The U.S. travel industry expects this holiday season to be busy enough to make last summer’s turmoil seem orderly.
Airport officials and industry analysts say passenger traffic for the Nov. 24 Thanksgiving holiday through New Year’s is set to reach or exceed 2019 levels, when 93 million people packed US flights. This summer, the desire to resume vacationing and visiting family boosted passenger traffic to about 90% of pre-pandemic levels, according to a Bloomberg analysis of Transportation Security Administration checkpoint data.
“We’ll all look back on 2022 as the year that most airports really came back in full force,” said Doug Yakel, spokesperson for San Francisco International Airport.
The total number of airline customers in North America this year is projected to reach 94% of pre-pandemic levels, according to the International Air Transport Association. In 2019 — the year before Covid hit — US airports handled a record 1.1 billion travelers, according to the US Bureau of Transportation Statistics, though that number includes people on both domestic and international flights.
The rising demand means fliers will pay the price at the ticket counter: airfare costs around Thanksgiving time are up 43% from last year and 22% from 2019 levels, according to travel booking app Hopper.
As it was in the peak summer months of May through August, holiday travelers are likely to face delays at boarding gates, limited flight availability and luggage snafus. While airports are racing to staff up, airlines still face a shortage of pilots and other workers. Winter weather in the US and the usual increased demand for flying during a six-week holiday window may add to travelers’ woes.
United Airlines Holdings Inc. Chief Executive Officer Scott Kirby said along with the insufficient number of pilots, carriers are facing the need for more aircraft as pandemic-induced supply chain problems are causing Boeing Co. and Airbus SE to fall behind in production.
Meanwhile, demand continues to grow, helped by the hybrid model of working from home and office that allows people to travel more, he said in an Oct. 19 interview with Bloomberg Television.
“It’s just a new, permanently higher level of demand,” Kirby said. “That makes every weekend a potential holiday weekend.”
Come the holidays, travelers’ stress may depend on their departure and arrival locations. During the summer, airports in Miami, Las Vegas and Orlando saw the biggest increase in traffic.
The number of travelers passing through Miami International Airport jumped 13% in May, June and July compared to the same period in 2019, according to an analysis of airport passenger data from the top 20 US airports compiled by Bloomberg. The vacation and business hot spot had the biggest increase, the data show.
For now, both San Francisco International and Los Angeles International Airport remain about 25% below pre-pandemic traffic levels. Flights to Asia, particularly those to China and Japan, have been reduced by Covid travel restrictions and geopolitical tensions, LAX Chief Executive Officer Justin Erbacci said in an interview.
Still, LAX will deploy extra air traffic controllers, guest experience teams and other staff to manage what is anticipated to be the biggest holiday travel season since the pandemic began, said Heath Montgomery, director of public relations.
“I would be surprised if we do not set a post-pandemic record at some point this winter around Thanksgiving or Christmas,” Montgomery said.
Officials in other cities are forecasting air traffic growth from large events during the holiday period. Harry Reid International Airport in Las Vegas, having broken passenger records this summer, is preparing for the Consumer Electronics Show in January, said Rosemary Vassiliadis, director of aviation. CES drew in 171,000 attendees right before the pandemic.

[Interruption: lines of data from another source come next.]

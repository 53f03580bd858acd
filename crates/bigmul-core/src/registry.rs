//! Algorithm factory and registry.

use std::collections::HashMap;
use std::sync::Arc;

use parking_lot::RwLock;

use crate::algorithm::{Algorithm, CodecError};
use crate::karatsuba::Karatsuba;
use crate::schonhage::SchonhageStrassen;
use crate::toom_cook::ToomCook3;

/// Factory trait for looking up algorithms by name.
pub trait AlgorithmFactory: Send + Sync {
    /// Get or create an algorithm by name.
    fn get(&self, name: &str) -> Result<Arc<dyn Algorithm>, CodecError>;

    /// List the canonical algorithm names.
    fn available(&self) -> Vec<&str>;
}

/// Default factory with lazy creation and cache.
pub struct DefaultFactory {
    cache: RwLock<HashMap<String, Arc<dyn Algorithm>>>,
}

impl DefaultFactory {
    /// Create a new default factory.
    #[must_use]
    pub fn new() -> Self {
        Self {
            cache: RwLock::new(HashMap::new()),
        }
    }

    /// Map an accepted alias to its canonical name.
    fn canonical(name: &str) -> Option<&'static str> {
        match name.to_ascii_lowercase().as_str() {
            "karatsuba" => Some("karatsuba"),
            "toom" | "toom3" | "toom-cook" => Some("toom"),
            "ssa" | "schonhage" | "schonhage-strassen" => Some("ssa"),
            _ => None,
        }
    }

    fn create_algorithm(canonical: &str) -> Arc<dyn Algorithm> {
        match canonical {
            "karatsuba" => Arc::new(Karatsuba::new()),
            "toom" => Arc::new(ToomCook3::new()),
            _ => Arc::new(SchonhageStrassen::new()),
        }
    }
}

impl Default for DefaultFactory {
    fn default() -> Self {
        Self::new()
    }
}

impl AlgorithmFactory for DefaultFactory {
    fn get(&self, name: &str) -> Result<Arc<dyn Algorithm>, CodecError> {
        let canonical = Self::canonical(name)
            .ok_or_else(|| CodecError::Config(format!("unknown algorithm: {name}")))?;

        if let Some(algorithm) = self.cache.read().get(canonical) {
            return Ok(Arc::clone(algorithm));
        }

        let algorithm = Self::create_algorithm(canonical);
        self.cache
            .write()
            .insert(canonical.to_string(), Arc::clone(&algorithm));
        Ok(algorithm)
    }

    fn available(&self) -> Vec<&str> {
        vec!["karatsuba", "toom", "ssa"]
    }
}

While scientists predict that at least one variant of the virus will lead to a new wave of infection sometime this year, air travel industry experts say the roll out of vaccines and other safety measures mean travel is likely to stay high.
“People who haven’t had family holidays in some time — this year, they’re just gonna go for it,” said Bill Wyatt, executive director of Salt Lake City International Airport. “I expect a very busy season.”